START DATA SUPPLIED

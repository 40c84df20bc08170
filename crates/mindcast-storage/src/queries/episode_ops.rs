//! Episode log reads and inserts.

use chrono::{DateTime, Utc};
use rusqlite::{params, Connection, OptionalExtension, Row};

use mindcast_core::errors::MindcastResult;
use mindcast_core::models::{DateRange, Episode, EpisodeId, UserId};

use super::{invalid_row, parse_ts, to_sql_id, ts};
use crate::to_storage_err;

const COLUMNS: &str = "episode_id, user_id, episode_type, episode_date, severity_score,
     trigger_category, location, has_biological_factors";

/// Insert an episode. A zero `episode_id` lets SQLite assign one.
pub fn insert_episode(conn: &Connection, episode: &Episode) -> MindcastResult<EpisodeId> {
    let id = match episode.episode_id {
        0 => None,
        id => Some(to_sql_id(id)?),
    };
    conn.execute(
        "INSERT INTO episodes (episode_id, user_id, episode_type, episode_date, severity_score,
             trigger_category, location, has_biological_factors)
         VALUES (?1, ?2, ?3, ?4, ?5, ?6, ?7, ?8)",
        params![
            id,
            to_sql_id(episode.user_id)?,
            episode.episode_type,
            ts(episode.episode_date),
            episode.severity_score,
            episode.trigger_category,
            episode.location,
            episode.has_biological_factors,
        ],
    )
    .map_err(|e| to_storage_err(e.to_string()))?;
    Ok(conn.last_insert_rowid() as EpisodeId)
}

pub fn get_episode(conn: &Connection, id: EpisodeId) -> MindcastResult<Option<Episode>> {
    let raw = conn
        .query_row(
            &format!("SELECT {COLUMNS} FROM episodes WHERE episode_id = ?1"),
            params![to_sql_id(id)?],
            read_row,
        )
        .optional()
        .map_err(|e| to_storage_err(e.to_string()))?;
    raw.map(RawEpisode::into_episode).transpose()
}

pub fn get_episodes(
    conn: &Connection,
    user_id: UserId,
    range: DateRange,
) -> MindcastResult<Vec<Episode>> {
    let mut stmt = conn
        .prepare_cached(&format!(
            "SELECT {COLUMNS} FROM episodes
             WHERE user_id = ?1 AND episode_date >= ?2 AND episode_date <= ?3
             ORDER BY episode_date, episode_id"
        ))
        .map_err(|e| to_storage_err(e.to_string()))?;
    let rows = stmt
        .query_map(
            params![to_sql_id(user_id)?, ts(range.from), ts(range.to)],
            read_row,
        )
        .map_err(|e| to_storage_err(e.to_string()))?;

    let mut episodes = Vec::new();
    for row in rows {
        let raw = row.map_err(|e| to_storage_err(e.to_string()))?;
        episodes.push(raw.into_episode()?);
    }
    Ok(episodes)
}

pub fn count_episodes(conn: &Connection, user_id: UserId) -> MindcastResult<u64> {
    let count: i64 = conn
        .query_row(
            "SELECT COUNT(*) FROM episodes WHERE user_id = ?1",
            params![to_sql_id(user_id)?],
            |row| row.get(0),
        )
        .map_err(|e| to_storage_err(e.to_string()))?;
    Ok(count as u64)
}

pub fn active_users(conn: &Connection, since: DateTime<Utc>) -> MindcastResult<Vec<UserId>> {
    let mut stmt = conn
        .prepare_cached(
            "SELECT DISTINCT user_id FROM episodes WHERE episode_date >= ?1 ORDER BY user_id",
        )
        .map_err(|e| to_storage_err(e.to_string()))?;
    let rows = stmt
        .query_map(params![ts(since)], |row| row.get::<_, i64>(0))
        .map_err(|e| to_storage_err(e.to_string()))?;
    rows.map(|r| {
        r.map(|id| id as UserId)
            .map_err(|e| to_storage_err(e.to_string()))
    })
    .collect()
}

struct RawEpisode {
    episode_id: i64,
    user_id: i64,
    episode_type: String,
    episode_date: String,
    severity_score: f64,
    trigger_category: Option<String>,
    location: Option<String>,
    has_biological_factors: bool,
}

impl RawEpisode {
    fn into_episode(self) -> MindcastResult<Episode> {
        if !(0.0..=10.0).contains(&self.severity_score) {
            return Err(invalid_row(
                "episodes",
                format!(
                    "episode {} has severity {} outside [0, 10]",
                    self.episode_id, self.severity_score
                ),
            ));
        }
        Ok(Episode {
            episode_id: self.episode_id as EpisodeId,
            user_id: self.user_id as UserId,
            episode_type: self.episode_type,
            episode_date: parse_ts("episodes", &self.episode_date)?,
            severity_score: self.severity_score,
            trigger_category: self.trigger_category,
            location: self.location,
            has_biological_factors: self.has_biological_factors,
        })
    }
}

fn read_row(row: &Row<'_>) -> rusqlite::Result<RawEpisode> {
    Ok(RawEpisode {
        episode_id: row.get(0)?,
        user_id: row.get(1)?,
        episode_type: row.get(2)?,
        episode_date: row.get(3)?,
        severity_score: row.get(4)?,
        trigger_category: row.get(5)?,
        location: row.get(6)?,
        has_biological_factors: row.get(7)?,
    })
}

END DATA SUPPLIED

- **WHAT TO DO**:
An exact reproduction of the listing is required, covering every entry.

- **EXERCISE OUTPUT**:
repository 40c84df20bc08170
filename crates/mindcast-storage/src/queries/episode_ops.rs
//! Episode log reads and inserts.

use chrono::{DateTime, Utc};
use rusqlite::{params, Connection, OptionalExtension, Row};

use mindcast_core::errors::MindcastResult;
use mindcast_core::models::{DateRange, Episode, EpisodeId, UserId};

use super::{invalid_row, parse_ts, to_sql_id, ts};
use crate::to_storage_err;

const COLUMNS: &str = "episode_id, user_id, episode_type, episode_date, severity_score,
     trigger_category, location, has_biological_factors";

/// Insert an episode. A zero `episode_id` lets SQLite assign one.
pub fn insert_episode(conn: &Connection, episode: &Episode) -> MindcastResult<EpisodeId> {
    let id = match episode.episode_id {
        0 => None,
        id => Some(to_sql_id(id)?),
    };
    conn.execute(
        "INSERT INTO episodes (episode_id, user_id, episode_type, episode_date, severity_score,
             trigger_category, location, has_biological_factors)
         VALUES (?1, ?2, ?3, ?4, ?5, ?6, ?7, ?8)",
        params![
            id,
            to_sql_id(episode.user_id)?,
            episode.episode_type,
            ts(episode.episode_date),
            episode.severity_score,
            episode.trigger_category,
            episode.location,
            episode.has_biological_factors,
        ],
    )
    .map_err(|e| to_storage_err(e.to_string()))?;
    Ok(conn.last_insert_rowid() as EpisodeId)
}

pub fn get_episode(conn: &Connection, id: EpisodeId) -> MindcastResult<Option<Episode>> {
    let raw = conn
        .query_row(
            &format!("SELECT {COLUMNS} FROM episodes WHERE episode_id = ?1"),
            params![to_sql_id(id)?],
            read_row,
        )
        .optional()
        .map_err(|e| to_storage_err(e.to_string()))?;
    raw.map(RawEpisode::into_episode).transpose()
}

pub fn get_episodes(
    conn: &Connection,
    user_id: UserId,
    range: DateRange,
) -> MindcastResult<Vec<Episode>> {
    let mut stmt = conn
        .prepare_cached(&format!(
            "SELECT {COLUMNS} FROM episodes
             WHERE user_id = ?1 AND episode_date >= ?2 AND episode_date <= ?3
             ORDER BY episode_date, episode_id"
        ))
        .map_err(|e| to_storage_err(e.to_string()))?;
    let rows = stmt
        .query_map(
            params![to_sql_id(user_id)?, ts(range.from), ts(range.to)],
            read_row,
        )
        .map_err(|e| to_storage_err(e.to_string()))?;

    let mut episodes = Vec::new();
    for row in rows {
        let raw = row.map_err(|e| to_storage_err(e.to_string()))?;
        episodes.push(raw.into_episode()?);
    }
    Ok(episodes)
}

pub fn count_episodes(conn: &Connection, user_id: UserId) -> MindcastResult<u64> {
    let count: i64 = conn
        .query_row(
            "SELECT COUNT(*) FROM episodes WHERE user_id = ?1",
            params![to_sql_id(user_id)?],
            |row| row.get(0),
        )
        .map_err(|e| to_storage_err(e.to_string()))?;
    Ok(count as u64)
}

pub fn active_users(conn: &Connection, since: DateTime<Utc>) -> MindcastResult<Vec<UserId>> {
    let mut stmt = conn
        .prepare_cached(
            "SELECT DISTINCT user_id FROM episodes WHERE episode_date >= ?1 ORDER BY user_id",
        )
        .map_err(|e| to_storage_err(e.to_string()))?;
    let rows = stmt
        .query_map(params![ts(since)], |row| row.get::<_, i64>(0))
        .map_err(|e| to_storage_err(e.to_string()))?;
    rows.map(|r| {
        r.map(|id| id as UserId)
            .map_err(|e| to_storage_err(e.to_string()))
    })
    .collect()
}

struct RawEpisode {
    episode_id: i64,
    user_id: i64,
    episode_type: String,
    episode_date: String,
    severity_score: f64,
    trigger_category: Option<String>,
    location: Option<String>,
    has_biological_factors: bool,
}

impl RawEpisode {
    fn into_episode(self) -> MindcastResult<Episode> {
        if !(0.0..=10.0).contains(&self.severity_score) {
            return Err(invalid_row(
                "episodes",
                format!(
                    "episode {} has severity {} outside [0, 10]",
                    self.episode_id, self.severity_score
                ),
            ));
        }
        Ok(Episode {
            episode_id: self.episode_id as EpisodeId,
            user_id: self.user_id as UserId,
            episode_type: self.episode_type,
            episode_date: parse_ts("episodes", &self.episode_date)?,
            severity_score: self.severity_score,
            trigger_category: self.trigger_category,
            location: self.location,
            has_biological_factors: self.has_biological_factors,
        })
    }
}

fn read_row(row: &Row<'_>) -> rusqlite::Result<RawEpisode> {
    Ok(RawEpisode {
        episode_id: row.get(0)?,
        user_id: row.get(1)?,
        episode_type: row.get(2)?,
        episode_date: row.get(3)?,
        severity_score: row.get(4)?,
        trigger_category: row.get(5)?,
        location: row.get(6)?,
        has_biological_factors: row.get(7)?,
    })
}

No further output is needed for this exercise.